WORK TO COMPLETE - Only lines containing the word "closing" belong in the answer; copy each one from the records.

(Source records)
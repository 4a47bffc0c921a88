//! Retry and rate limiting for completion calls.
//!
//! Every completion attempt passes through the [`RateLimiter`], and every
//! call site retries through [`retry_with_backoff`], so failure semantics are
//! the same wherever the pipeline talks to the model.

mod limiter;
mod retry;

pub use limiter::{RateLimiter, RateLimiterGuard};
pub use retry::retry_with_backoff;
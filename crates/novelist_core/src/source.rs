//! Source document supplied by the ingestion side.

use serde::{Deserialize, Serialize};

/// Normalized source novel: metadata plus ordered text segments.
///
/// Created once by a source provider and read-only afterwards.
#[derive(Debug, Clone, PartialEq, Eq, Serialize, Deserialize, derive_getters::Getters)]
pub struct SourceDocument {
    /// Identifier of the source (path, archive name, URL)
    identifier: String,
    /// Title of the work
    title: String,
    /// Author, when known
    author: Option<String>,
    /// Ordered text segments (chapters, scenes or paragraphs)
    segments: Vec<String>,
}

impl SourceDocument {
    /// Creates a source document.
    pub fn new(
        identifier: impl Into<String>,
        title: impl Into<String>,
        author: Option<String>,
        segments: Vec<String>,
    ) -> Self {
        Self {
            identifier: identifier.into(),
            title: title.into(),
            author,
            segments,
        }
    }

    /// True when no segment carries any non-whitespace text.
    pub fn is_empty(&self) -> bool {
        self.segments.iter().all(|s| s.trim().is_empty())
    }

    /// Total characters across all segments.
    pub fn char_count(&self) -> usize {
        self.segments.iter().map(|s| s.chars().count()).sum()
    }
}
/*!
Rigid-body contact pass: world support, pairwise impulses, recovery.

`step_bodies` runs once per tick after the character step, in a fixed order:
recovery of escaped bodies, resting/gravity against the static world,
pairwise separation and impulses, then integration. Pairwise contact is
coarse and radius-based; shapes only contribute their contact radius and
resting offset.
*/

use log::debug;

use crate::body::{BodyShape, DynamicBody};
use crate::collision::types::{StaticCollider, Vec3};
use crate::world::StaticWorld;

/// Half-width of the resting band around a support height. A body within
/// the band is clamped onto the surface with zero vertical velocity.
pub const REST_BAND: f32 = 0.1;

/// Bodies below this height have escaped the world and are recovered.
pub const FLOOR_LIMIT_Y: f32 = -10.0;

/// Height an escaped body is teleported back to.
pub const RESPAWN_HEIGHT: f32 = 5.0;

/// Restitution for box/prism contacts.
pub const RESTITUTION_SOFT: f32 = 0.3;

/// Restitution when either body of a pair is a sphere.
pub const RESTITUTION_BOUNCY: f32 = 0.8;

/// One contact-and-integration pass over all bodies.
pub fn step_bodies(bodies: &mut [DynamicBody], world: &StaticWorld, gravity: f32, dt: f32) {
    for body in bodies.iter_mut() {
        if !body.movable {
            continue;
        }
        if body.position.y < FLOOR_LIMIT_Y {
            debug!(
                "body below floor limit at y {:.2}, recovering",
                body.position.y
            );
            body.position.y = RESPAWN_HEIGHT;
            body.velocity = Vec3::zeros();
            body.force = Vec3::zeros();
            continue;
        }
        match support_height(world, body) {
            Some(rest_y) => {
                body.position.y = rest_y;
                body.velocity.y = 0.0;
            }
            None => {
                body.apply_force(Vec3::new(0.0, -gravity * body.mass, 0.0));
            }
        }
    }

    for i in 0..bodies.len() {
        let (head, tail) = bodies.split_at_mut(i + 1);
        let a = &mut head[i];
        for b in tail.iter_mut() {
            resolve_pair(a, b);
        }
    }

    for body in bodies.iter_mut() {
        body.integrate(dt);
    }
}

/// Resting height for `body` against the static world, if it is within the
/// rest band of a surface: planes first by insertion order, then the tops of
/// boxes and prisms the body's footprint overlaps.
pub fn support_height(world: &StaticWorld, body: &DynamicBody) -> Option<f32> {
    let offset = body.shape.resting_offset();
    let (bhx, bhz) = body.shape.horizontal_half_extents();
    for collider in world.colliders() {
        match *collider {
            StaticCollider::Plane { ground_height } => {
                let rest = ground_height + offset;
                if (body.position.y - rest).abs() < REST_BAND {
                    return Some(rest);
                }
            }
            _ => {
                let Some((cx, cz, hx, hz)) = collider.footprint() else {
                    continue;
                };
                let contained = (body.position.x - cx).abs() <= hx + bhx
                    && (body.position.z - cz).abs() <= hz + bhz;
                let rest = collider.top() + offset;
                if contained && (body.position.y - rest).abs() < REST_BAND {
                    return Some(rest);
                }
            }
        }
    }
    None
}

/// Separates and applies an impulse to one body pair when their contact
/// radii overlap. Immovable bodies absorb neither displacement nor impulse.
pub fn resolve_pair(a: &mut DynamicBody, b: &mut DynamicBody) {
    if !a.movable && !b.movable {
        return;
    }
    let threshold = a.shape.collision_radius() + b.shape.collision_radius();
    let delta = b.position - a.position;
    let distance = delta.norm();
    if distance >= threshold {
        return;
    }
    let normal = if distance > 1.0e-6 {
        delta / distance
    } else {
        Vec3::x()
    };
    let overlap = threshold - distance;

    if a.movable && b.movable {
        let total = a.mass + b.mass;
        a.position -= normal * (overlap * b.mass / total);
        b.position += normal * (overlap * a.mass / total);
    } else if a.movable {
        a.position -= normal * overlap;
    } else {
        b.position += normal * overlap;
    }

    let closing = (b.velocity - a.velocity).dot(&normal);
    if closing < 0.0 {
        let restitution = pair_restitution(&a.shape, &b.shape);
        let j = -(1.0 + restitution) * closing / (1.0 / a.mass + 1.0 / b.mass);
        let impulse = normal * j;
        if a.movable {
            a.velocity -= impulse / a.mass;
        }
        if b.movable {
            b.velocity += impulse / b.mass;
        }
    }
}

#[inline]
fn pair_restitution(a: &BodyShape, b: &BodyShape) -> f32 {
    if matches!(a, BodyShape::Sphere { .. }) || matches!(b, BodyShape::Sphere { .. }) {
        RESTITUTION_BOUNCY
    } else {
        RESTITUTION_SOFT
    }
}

RESPONSE TO THE TASK -
    let closing = (b.velocity - a.velocity).dot(&normal);
    if closing < 0.0 {
        let j = -(1.0 + restitution) * closing / (1.0 / a.mass + 1.0 / b.mass);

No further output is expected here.